Where are the followers of Jesus and his teaching from the Sermon on the Mount? Where are those who allow the Holy Spirit to work in their lives, thus producing love, joy, peace, patience, kindness, goodness, faithfulness, gentleness, and self-control?

Seems like everyone has started taking sides and creating an us versus them world. We seem to take a stand rather than try to understand the other side. We dig our heals in and would rather fight, degrade and hate rather than love one another.

Jesus said to love God and love one another. I do not think we are to judge, condemn or hate anyone. This does not mean we cannot have our personal views and opinions on things. None of us will ever see eye-to-eye on everything. The problem is when we refuse to see any other view or opinion other than ours.

Here in the United States, it seems people are getting meaner and meaning and refusing to be open-minded on various topics and events. This seems to be happening often in regard to politics. So often people of opposing political parties want to fight and be hateful to others rather than push for change through the voting process.

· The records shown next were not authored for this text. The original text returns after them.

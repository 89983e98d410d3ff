use crate::execution::config::IndexingConfigBuilder;
use crate::execution::executor::{BuildOutcome, IndexingExecutor};
use crate::parsing::parser::SourceParser;
use anyhow::Result;
use std::path::Path;
use std::sync::Arc;
use tracing::{Level, error, info, warn};

fn progress_with_tracing<F>(message: &str, progress: &mut F, level: Level)
where
    F: FnMut(&str),
{
    progress(message);
    match level {
        Level::INFO => info!("{message}"),
        Level::WARN => warn!("{message}"),
        Level::ERROR => error!("{message}"),
        _ => info!("{message}"),
    }
}

/// Build one project, reporting human-readable progress through `progress`
pub fn run_project_indexer<F>(
    parser: Arc<dyn SourceParser>,
    project_path: &Path,
    threads: usize,
    mut progress: F,
) -> Result<BuildOutcome>
where
    F: FnMut(&str),
{
    let config = IndexingConfigBuilder::build(threads);

    progress_with_tracing(
        "🚀 Starting knowledge graph build...",
        &mut progress,
        Level::INFO,
    );
    progress_with_tracing(
        &format!("📂 Project: {}", project_path.display()),
        &mut progress,
        Level::INFO,
    );
    progress_with_tracing("⚙️ Indexing configuration:", &mut progress, Level::INFO);
    progress_with_tracing(
        &format!("  • Worker threads: {}", config.worker_threads),
        &mut progress,
        Level::INFO,
    );
    progress_with_tracing(
        &format!("  • Max file size: {} MB", config.max_file_size / 1_000_000),
        &mut progress,
        Level::INFO,
    );
    progress_with_tracing(
        &format!("  • Respect .gitignore: {}", config.respect_gitignore),
        &mut progress,
        Level::INFO,
    );

    let executor = IndexingExecutor::new(parser, config);
    let outcome = match executor.build_project(project_path) {
        Ok(outcome) => outcome,
        Err(e) => {
            progress_with_tracing(
                &format!("❌ Build failed: {e}"),
                &mut progress,
                Level::ERROR,
            );
            return Err(e);
        }
    };

    let statistics = &outcome.statistics;
    progress_with_tracing(
        &format!(
            "✅ Processed {} of {} files ({} skipped, {} errored) in {:.2}s",
            statistics.files_processed,
            statistics.files_discovered,
            statistics.files_skipped,
            statistics.files_errored,
            statistics.duration_seconds
        ),
        &mut progress,
        Level::INFO,
    );
    progress_with_tracing(
        &format!(
            "🕸️ Graph: {} nodes ({} external), {} relationships",
            statistics.node_count, statistics.external_node_count, statistics.relationship_count
        ),
        &mut progress,
        Level::INFO,
    );

    for errored in &statistics.errored_files {
        progress_with_tracing(
            &format!("  ⚠️ {}: {}", errored.file_path, errored.error_message),
            &mut progress,
            Level::WARN,
        );
    }

    Ok(outcome)
}

#[cfg(test)]
mod tests {
    use super::*;
    use crate::parsing::parser::JsonTreeParser;
    use std::fs;
    use tempfile::TempDir;

    #[test]
    fn test_reports_progress_and_returns_outcome() {
        let dir = TempDir::new().unwrap();
        fs::write(
            dir.path().join("A.java.tree.json"),
            r#"{"declarations": [{"key": "A", "name": "A", "kind": "CLASS", "line": 1}]}"#,
        )
        .unwrap();

        let mut messages = Vec::new();
        let outcome = run_project_indexer(Arc::new(JsonTreeParser::new()), dir.path(), 1, |m| {
            messages.push(m.to_string())
        })
        .unwrap();

        assert_eq!(outcome.statistics.node_count, 1);
        assert!(messages.iter().any(|m| m.starts_with("✅ Processed 1 of 1 files")));
    }
}
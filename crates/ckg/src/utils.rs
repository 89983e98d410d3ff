use anyhow::Result;
use serde::{Deserialize, Serialize};
use slice_manager::DataDirectory;
use std::fs;
use std::net::TcpStream;
use std::path::PathBuf;
use std::time::Duration;

const LOCK_FILE_NAME: &str = "ckg.lock";

pub fn get_lock_file_path(data_directory: &DataDirectory) -> PathBuf {
    data_directory.root_path.join(LOCK_FILE_NAME)
}

#[derive(Serialize, Deserialize, Debug, Clone, PartialEq, Eq)]
pub struct ServerLockInfo {
    pub port: u16,
    #[serde(default)]
    pub pid: Option<u32>,
}

pub fn read_lock_info(data_directory: &DataDirectory) -> Result<Option<ServerLockInfo>> {
    let lock_file = get_lock_file_path(data_directory);
    if !lock_file.exists() {
        return Ok(None);
    }

    let contents = fs::read_to_string(&lock_file)?;
    if let Ok(info) = serde_json::from_str::<ServerLockInfo>(contents.trim()) {
        return Ok(Some(info));
    }

    // Corrupt lock; remove and treat as not running
    let _ = fs::remove_file(lock_file);
    Ok(None)
}

pub fn write_lock_info(data_directory: &DataDirectory, info: &ServerLockInfo) -> Result<()> {
    let json = serde_json::to_string(info)?;
    fs::write(get_lock_file_path(data_directory), json)?;
    Ok(())
}

pub fn remove_lock_file(data_directory: &DataDirectory) -> Result<()> {
    let lock_file = get_lock_file_path(data_directory);
    if lock_file.exists() {
        fs::remove_file(lock_file)?;
    }
    Ok(())
}

/// Port of the live server recorded in the lock file, if any. Stale locks are removed.
pub fn is_server_running(data_directory: &DataDirectory) -> Result<Option<u16>> {
    let Some(lock) = read_lock_info(data_directory)? else {
        return Ok(None);
    };

    if TcpStream::connect_timeout(
        &format!("127.0.0.1:{}", lock.port).parse()?,
        Duration::from_millis(100),
    )
    .is_ok()
    {
        Ok(Some(lock.port))
    } else {
        remove_lock_file(data_directory)?;
        Ok(None)
    }
}

#[derive(Serialize, Deserialize)]
pub struct ServerInfo {
    pub port: u16,
}

#[cfg(test)]
mod tests {
    use super::*;
    use std::net::TcpListener;

    fn data_directory() -> (tempfile::TempDir, DataDirectory) {
        let dir = tempfile::tempdir().unwrap();
        let data_directory = DataDirectory::new(dir.path().to_path_buf()).unwrap();
        (dir, data_directory)
    }

    #[test]
    fn test_live_server_is_detected() {
        let (_dir, data_directory) = data_directory();
        let listener = TcpListener::bind("127.0.0.1:0").unwrap();
        let port = listener.local_addr().unwrap().port();

        write_lock_info(&data_directory, &ServerLockInfo { port, pid: Some(1) }).unwrap();

        assert_eq!(is_server_running(&data_directory).unwrap(), Some(port));
    }

    #[test]
    fn test_stale_and_corrupt_locks_are_removed() {
        let (_dir, data_directory) = data_directory();
        let port = {
            let listener = TcpListener::bind("127.0.0.1:0").unwrap();
            listener.local_addr().unwrap().port()
        };
        write_lock_info(&data_directory, &ServerLockInfo { port, pid: None }).unwrap();

        assert_eq!(is_server_running(&data_directory).unwrap(), None);
        assert!(!get_lock_file_path(&data_directory).exists());

        fs::write(get_lock_file_path(&data_directory), "not json").unwrap();
        assert_eq!(read_lock_info(&data_directory).unwrap(), None);
        assert!(!get_lock_file_path(&data_directory).exists());
    }
}
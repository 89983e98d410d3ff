//! Fluent builders for resolved trees used across the workspace's tests

use crate::parsing::tree::{
    Assignment, DecisionPoint, Declaration, DeclarationKind, Reference, ResolvedTree, SymbolRef,
    VariantDecl,
};

/// Key the builders give a method named `name` inside `owner`
pub fn method_key(owner: &str, name: &str) -> String {
    format!("{owner}#{name}()")
}

pub struct TreeBuilder {
    tree: ResolvedTree,
}

impl TreeBuilder {
    pub fn new(file_path: &str) -> Self {
        Self {
            tree: ResolvedTree {
                file_path: file_path.to_string(),
                ..Default::default()
            },
        }
    }

    pub fn package(mut self, package_name: &str) -> Self {
        self.tree.package_name = package_name.to_string();
        self
    }

    pub fn source(mut self, source: &str) -> Self {
        self.tree.source = Some(source.to_string());
        self
    }

    pub fn lines_of_code(mut self, lines: u32) -> Self {
        self.tree.lines_of_code = Some(lines);
        self
    }

    pub fn declare(mut self, declaration: Declaration) -> Self {
        self.tree.declarations.push(declaration);
        self
    }

    /// Public type declaration keyed by its name
    pub fn type_decl(self, kind: DeclarationKind, name: &str, line: u32) -> Self {
        let mut declaration = Declaration::new(name, name, kind, line);
        declaration.modifiers.push("public".to_string());
        self.declare(declaration)
    }

    pub fn class(self, name: &str, line: u32) -> Self {
        self.type_decl(DeclarationKind::Class, name, line)
    }

    pub fn enumeration(self, name: &str, variants: &[&str], line: u32) -> Self {
        self.type_decl(DeclarationKind::Enum, name, line)
            .with(name, |declaration| {
                declaration.variants = variants
                    .iter()
                    .enumerate()
                    .map(|(offset, variant)| VariantDecl {
                        name: variant.to_string(),
                        line: line + 1 + offset as u32,
                    })
                    .collect();
            })
    }

    /// Public method of `owner`, keyed with [`method_key`]
    pub fn method(self, owner: &str, name: &str, line: u32) -> Self {
        self.member(owner, name, DeclarationKind::Method, line, true)
    }

    pub fn member(
        self,
        owner: &str,
        name: &str,
        kind: DeclarationKind,
        line: u32,
        is_public: bool,
    ) -> Self {
        let key = match kind {
            DeclarationKind::Field => format!("{owner}#{name}"),
            _ => method_key(owner, name),
        };
        let mut declaration = Declaration::new(key, name, kind, line);
        declaration.parent = Some(owner.to_string());
        if is_public {
            declaration.modifiers.push("public".to_string());
        }
        self.declare(declaration)
    }

    /// Field of `owner` typed with a resolved type key
    pub fn field(self, owner: &str, name: &str, type_key: &str, initializer: Option<&str>, line: u32) -> Self {
        let key = format!("{owner}#{name}");
        self.member(owner, name, DeclarationKind::Field, line, false)
            .with(&key, |declaration| {
                declaration.value_type = Some(SymbolRef::resolved(type_key, type_key));
                declaration.initializer = initializer.map(str::to_string);
            })
    }

    /// Record a resolved call from the declaration `from` to the key `to`
    pub fn call(self, from: &str, to: &str, line: u32) -> Self {
        self.with(from, |declaration| {
            declaration.calls.push(Reference {
                target: SymbolRef::resolved(to, to),
                line: Some(line),
            })
        })
    }

    pub fn unresolved_call(self, from: &str, name: &str, line: u32) -> Self {
        self.with(from, |declaration| {
            declaration.calls.push(Reference {
                target: SymbolRef::unresolved(name),
                line: Some(line),
            })
        })
    }

    pub fn extends(self, from: &str, to: &str) -> Self {
        self.with(from, |declaration| {
            declaration.extends.push(SymbolRef::resolved(to, to))
        })
    }

    pub fn implements(self, from: &str, to: &str) -> Self {
        self.with(from, |declaration| {
            declaration.implements.push(SymbolRef::resolved(to, to))
        })
    }

    pub fn decisions(self, key: &str, points: &[DecisionPoint]) -> Self {
        self.with(key, |declaration| {
            declaration.decision_points.extend_from_slice(points)
        })
    }

    pub fn annotate(self, key: &str, annotation: &str) -> Self {
        self.with(key, |declaration| {
            declaration.annotations.push(annotation.to_string())
        })
    }

    pub fn assign(
        self,
        method: &str,
        target: &str,
        value: Option<&str>,
        guard: Option<&str>,
        line: u32,
    ) -> Self {
        self.with(method, |declaration| {
            declaration.assignments.push(Assignment {
                target: target.to_string(),
                value: value.map(str::to_string),
                guard: guard.map(str::to_string),
                line,
            })
        })
    }

    /// Mutate the declaration with `key`
    pub fn with(mut self, key: &str, update: impl FnOnce(&mut Declaration)) -> Self {
        let declaration = self
            .tree
            .declarations
            .iter_mut()
            .find(|d| d.key == key)
            .unwrap_or_else(|| panic!("no declaration with key {key}"));
        update(declaration);
        self
    }

    pub fn build(self) -> ResolvedTree {
        self.tree
    }
}

#[cfg(test)]
mod tests {
    use super::*;

    #[test]
    fn test_builds_members_with_parent_keys() {
        let tree = TreeBuilder::new("src/Order.java")
            .package("com.acme")
            .class("Order", 1)
            .method("Order", "place", 3)
            .method("Order", "ship", 7)
            .call(&method_key("Order", "place"), &method_key("Order", "ship"), 4)
            .build();

        assert_eq!(tree.declarations.len(), 3);
        assert_eq!(tree.declarations[1].parent.as_deref(), Some("Order"));
        assert_eq!(tree.declarations[1].calls[0].target.lookup_key(), "Order#ship()");
    }

    #[test]
    fn test_enumeration_numbers_variant_lines() {
        let tree = TreeBuilder::new("Status.java")
            .enumeration("Status", &["PENDING", "ACTIVE"], 1)
            .build();
        let lines: Vec<u32> = tree.declarations[0].variants.iter().map(|v| v.line).collect();
        assert_eq!(lines, vec![2, 3]);
    }
}
use crate::analysis::builder::GraphBuilder;
use crate::execution::config::IndexingConfig;
use crate::parsing::parser::SourceParser;
use crate::parsing::processor::{FileProcessor, ProcessingResult};
use crate::parsing::tree::ResolvedTree;
use crate::project::source::{FileSource, PathFileSource};
use crate::stats::{BuildStatistics, StatisticsInput, finalize_build_statistics};

use anyhow::{Result, anyhow};
use database::graph::{GraphHandle, KnowledgeGraph};
use rayon::prelude::*;
use std::path::Path;
use std::sync::Arc;
use std::time::Instant;
use tracing::{info, warn};

/// A freshly built graph that has not been installed yet
#[derive(Debug)]
pub struct BuildOutcome {
    pub graph: KnowledgeGraph,
    pub statistics: BuildStatistics,
}

/// Drives discovery, parallel parsing and graph construction for one project
pub struct IndexingExecutor {
    parser: Arc<dyn SourceParser>,
    config: IndexingConfig,
}

impl IndexingExecutor {
    pub fn new(parser: Arc<dyn SourceParser>, config: IndexingConfig) -> Self {
        Self { parser, config }
    }

    pub fn config(&self) -> &IndexingConfig {
        &self.config
    }

    pub fn build_project(&self, project_root: &Path) -> Result<BuildOutcome> {
        let start_time = Instant::now();
        info!(
            "Building knowledge graph for {} with {} worker threads",
            project_root.display(),
            self.config.worker_threads
        );

        let files = PathFileSource::new(project_root.to_path_buf(), Arc::clone(&self.parser))
            .get_files(&self.config)
            .map_err(|e| anyhow!("Failed to discover files in {}: {}", project_root.display(), e))?;
        info!("Discovered {} files to parse", files.len());

        let pool = rayon::ThreadPoolBuilder::new()
            .num_threads(self.config.worker_threads)
            .build()?;
        let processor = FileProcessor::new(self.parser.as_ref(), self.config.max_file_size);
        let results: Vec<ProcessingResult> =
            pool.install(|| files.par_iter().map(|file| processor.process(file)).collect());

        self.finish(
            project_root.display().to_string(),
            files.len(),
            results,
            start_time,
        )
    }

    /// Build from trees that are already in memory, bypassing discovery and the parser
    pub fn build_trees(&self, label: &str, trees: Vec<ResolvedTree>) -> Result<BuildOutcome> {
        let start_time = Instant::now();
        let discovered = trees.len();
        let results = trees.into_iter().map(FileProcessor::from_tree).collect();
        self.finish(label.to_string(), discovered, results, start_time)
    }

    /// Build `project_root` and install the result as the next generation of `handle`
    pub fn rebuild(&self, project_root: &Path, handle: &GraphHandle) -> Result<BuildStatistics> {
        let BuildOutcome {
            graph,
            mut statistics,
        } = self.build_project(project_root)?;
        statistics.generation = handle.replace(graph);
        Ok(statistics)
    }

    fn finish(
        &self,
        project_path: String,
        files_discovered: usize,
        results: Vec<ProcessingResult>,
        start_time: Instant,
    ) -> Result<BuildOutcome> {
        let mut processed = Vec::new();
        let mut skipped_files = Vec::new();
        let mut errored_files = Vec::new();

        for result in results {
            match result {
                ProcessingResult::Success(file) => processed.push(file),
                ProcessingResult::Skipped(skipped) => {
                    warn!("Skipped {}: {}", skipped.file_path, skipped.reason);
                    skipped_files.push(skipped);
                }
                ProcessingResult::Error(errored) => {
                    warn!(
                        "Excluded {} after {:?} failure: {}",
                        errored.file_path, errored.error_stage, errored.error_message
                    );
                    errored_files.push(errored);
                }
            }
        }

        let files_processed = processed.len();
        let output = GraphBuilder::new().build(processed)?;

        let statistics = finalize_build_statistics(StatisticsInput {
            project_path,
            files_discovered,
            files_processed,
            skipped_files,
            errored_files,
            store: &output.store,
            report: &output.report,
            duration: start_time.elapsed(),
        });

        info!(
            "Build finished: {} processed, {} skipped, {} errored in {:.2}s",
            statistics.files_processed,
            statistics.files_skipped,
            statistics.files_errored,
            statistics.duration_seconds
        );

        Ok(BuildOutcome {
            graph: KnowledgeGraph::new(output.store, output.facts),
            statistics,
        })
    }
}

#[cfg(test)]
mod tests {
    use super::*;
    use crate::execution::config::IndexingConfigBuilder;
    use crate::parsing::parser::JsonTreeParser;
    use std::fs;
    use tempfile::TempDir;
    use tracing_test::traced_test;

    const ORDER_TREE: &str = r#"{
        "filePath": "src/Order.java",
        "packageName": "com.acme",
        "source": "public class Order {\n  void place() { ship(); }\n  void ship() {}\n}\n",
        "declarations": [
            {"key": "com.acme.Order", "name": "Order", "kind": "CLASS", "line": 1, "modifiers": ["public"]},
            {"key": "com.acme.Order#place()", "name": "place", "kind": "METHOD", "line": 2,
             "parent": "com.acme.Order",
             "calls": [{"target": {"name": "ship", "key": "com.acme.Order#ship()"}, "line": 2}]},
            {"key": "com.acme.Order#ship()", "name": "ship", "kind": "METHOD", "line": 3,
             "parent": "com.acme.Order"}
        ]
    }"#;

    fn project() -> TempDir {
        let dir = TempDir::new().unwrap();
        fs::create_dir_all(dir.path().join("src")).unwrap();
        fs::write(dir.path().join("src/Order.java.tree.json"), ORDER_TREE).unwrap();
        fs::write(dir.path().join("src/Broken.java.tree.json"), "{ nope").unwrap();
        dir
    }

    fn executor() -> IndexingExecutor {
        IndexingExecutor::new(Arc::new(JsonTreeParser::new()), IndexingConfigBuilder::build(2))
    }

    #[traced_test]
    #[test]
    fn test_parse_failure_does_not_abort_build() {
        let dir = project();

        let outcome = executor().build_project(dir.path()).unwrap();

        assert_eq!(outcome.statistics.files_discovered, 2);
        assert_eq!(outcome.statistics.files_processed, 1);
        assert_eq!(outcome.statistics.files_errored, 1);
        assert_eq!(outcome.statistics.errored_files[0].file_path, "src/Broken.java.tree.json");
        assert_eq!(outcome.graph.store().node_count(), 3);
        assert_eq!(outcome.graph.facts().file("src/Order.java").unwrap().lines_of_code, 4);
        assert!(logs_contain("Excluded src/Broken.java.tree.json"));
    }

    #[test]
    fn test_rebuild_installs_next_generation_with_same_counts() {
        let dir = project();
        let handle = GraphHandle::default();
        let executor = executor();

        let first = executor.rebuild(dir.path(), &handle).unwrap();
        let first_nodes = handle.current().store().nodes().to_vec();
        let second = executor.rebuild(dir.path(), &handle).unwrap();

        assert_eq!(first.generation, 1);
        assert_eq!(second.generation, 2);
        assert_eq!(first.node_count, second.node_count);
        assert_eq!(first.relationship_count, second.relationship_count);
        assert_eq!(handle.current().store().nodes(), first_nodes.as_slice());
    }

    #[test]
    fn test_build_trees_skips_discovery() {
        let tree: ResolvedTree = serde_json::from_str(ORDER_TREE).unwrap();
        let outcome = executor().build_trees("in-memory", vec![tree]).unwrap();

        assert_eq!(outcome.statistics.project_path, "in-memory");
        assert_eq!(outcome.statistics.relationship_count, 3);
    }

    #[test]
    fn test_missing_project_root_is_an_error() {
        let result = executor().build_project(Path::new("/no/such/project"));
        assert!(result.is_err());
    }
}
use crate::{DecisionPoint, DeclarationKind, ResolvedTree, TreeBuilder, method_key};
use anyhow::{Context, Result};
use indexer::parsing::parser::TREE_SUFFIX;
use std::fs;
use std::path::{Path, PathBuf};
use tempfile::TempDir;
use tracing::debug;

/// A project on disk made of serialized resolved trees, removed when dropped.
///
/// ```rust,ignore
/// let project = TestProject::new();
/// project.add_tree(TreeBuilder::new("src/Order.java").class("Order", 1).build());
/// let outcome = executor.build_project(project.path())?;
/// ```
pub struct TestProject {
    dir: TempDir,
}

impl Default for TestProject {
    fn default() -> Self {
        Self::new()
    }
}

impl TestProject {
    pub fn new() -> Self {
        Self {
            dir: TempDir::new().expect("Failed to create temp directory"),
        }
    }

    pub fn path(&self) -> &Path {
        self.dir.path()
    }

    /// Write `tree` next to where its source file would live
    pub fn add_tree(&self, tree: ResolvedTree) -> PathBuf {
        let content = serde_json::to_string_pretty(&tree).expect("Failed to serialize tree");
        self.add_file(&format!("{}{TREE_SUFFIX}", tree.file_path), &content)
    }

    pub fn add_file(&self, relative_path: &str, content: &str) -> PathBuf {
        let path = self.dir.path().join(relative_path);
        write_file(&path, content).expect("Failed to write project file");
        debug!("Wrote test project file {}", path.display());
        path
    }

    pub fn remove_file(&self, relative_path: &str) {
        fs::remove_file(self.dir.path().join(relative_path)).expect("Failed to remove project file");
    }

    /// Small layered order-handling project:
    ///
    /// `OrderController.place -> OrderService.create -> OrderRepository.save`, with
    /// `JpaOrderRepository` implementing the repository, an unused `OrderService.cancel`,
    /// and `OrderService.status` moving from `PENDING` to `ACTIVE` inside `create`.
    pub fn shop() -> Self {
        let project = Self::new();
        for tree in shop_trees() {
            project.add_tree(tree);
        }
        project
    }
}

pub fn shop_trees() -> Vec<ResolvedTree> {
    let place = method_key("OrderController", "place");
    let create = method_key("OrderService", "create");
    let cancel = method_key("OrderService", "cancel");
    let save = method_key("OrderRepository", "save");

    vec![
        TreeBuilder::new("src/shop/Status.java")
            .package("shop")
            .lines_of_code(5)
            .enumeration("Status", &["PENDING", "ACTIVE", "CANCELLED"], 1)
            .build(),
        TreeBuilder::new("src/shop/web/OrderController.java")
            .package("shop.web")
            .lines_of_code(12)
            .class("OrderController", 1)
            .annotate("OrderController", "@RestController")
            .method("OrderController", "place", 5)
            .call(&place, &create, 6)
            .build(),
        TreeBuilder::new("src/shop/service/OrderService.java")
            .package("shop.service")
            .lines_of_code(30)
            .class("OrderService", 1)
            .field("OrderService", "status", "Status", Some("Status.PENDING"), 3)
            .method("OrderService", "create", 5)
            .call(&create, &save, 7)
            .assign(&create, "this.status", Some("Status.ACTIVE"), None, 8)
            .decisions(&create, &[DecisionPoint::If, DecisionPoint::And])
            .method("OrderService", "cancel", 12)
            .assign(&cancel, "status", Some("Status.CANCELLED"), Some("Status.ACTIVE"), 13)
            .build(),
        TreeBuilder::new("src/shop/data/OrderRepository.java")
            .package("shop.data")
            .lines_of_code(4)
            .type_decl(DeclarationKind::Interface, "OrderRepository", 1)
            .method("OrderRepository", "save", 3)
            .build(),
        TreeBuilder::new("src/shop/data/JpaOrderRepository.java")
            .package("shop.data")
            .lines_of_code(8)
            .class("JpaOrderRepository", 1)
            .implements("JpaOrderRepository", "OrderRepository")
            .method("JpaOrderRepository", "save", 3)
            .build(),
    ]
}

fn write_file(path: &Path, content: &str) -> Result<()> {
    if let Some(parent) = path.parent() {
        fs::create_dir_all(parent)
            .with_context(|| format!("Failed to create {}", parent.display()))?;
    }
    fs::write(path, content).with_context(|| format!("Failed to write {}", path.display()))
}

#[cfg(test)]
mod tests {
    use super::*;

    #[test]
    fn test_shop_project_writes_one_tree_per_file() {
        let project = TestProject::shop();
        let tree_path = project.path().join("src/shop/service/OrderService.java.tree.json");
        assert!(tree_path.is_file());

        let tree: ResolvedTree = serde_json::from_str(&fs::read_to_string(tree_path).unwrap()).unwrap();
        assert_eq!(tree.package_name, "shop.service");
        assert_eq!(tree.declarations.len(), 4);
    }

    #[test]
    fn test_remove_file() {
        let project = TestProject::new();
        project.add_file("nested/dir/broken.tree.json", "{");
        assert!(project.path().join("nested/dir/broken.tree.json").exists());

        project.remove_file("nested/dir/broken.tree.json");
        assert!(!project.path().join("nested/dir/broken.tree.json").exists());
    }
}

We are fortunate to have the option to vote for people who back our views. If the majority of the people are dissatisfied with the way the government is going, they can vote for new leaders. The sad thing is that when their particular candidate or political party does not get elected, rather than regroup and get ready for the next vote, they will do anything to attack the other side, cry foul and disrespect the election progress.

Rather than continuing this sad path we are on where we are mean, exclusive and hateful, let us love God, love others and seek the good of all people rather than for just a select few.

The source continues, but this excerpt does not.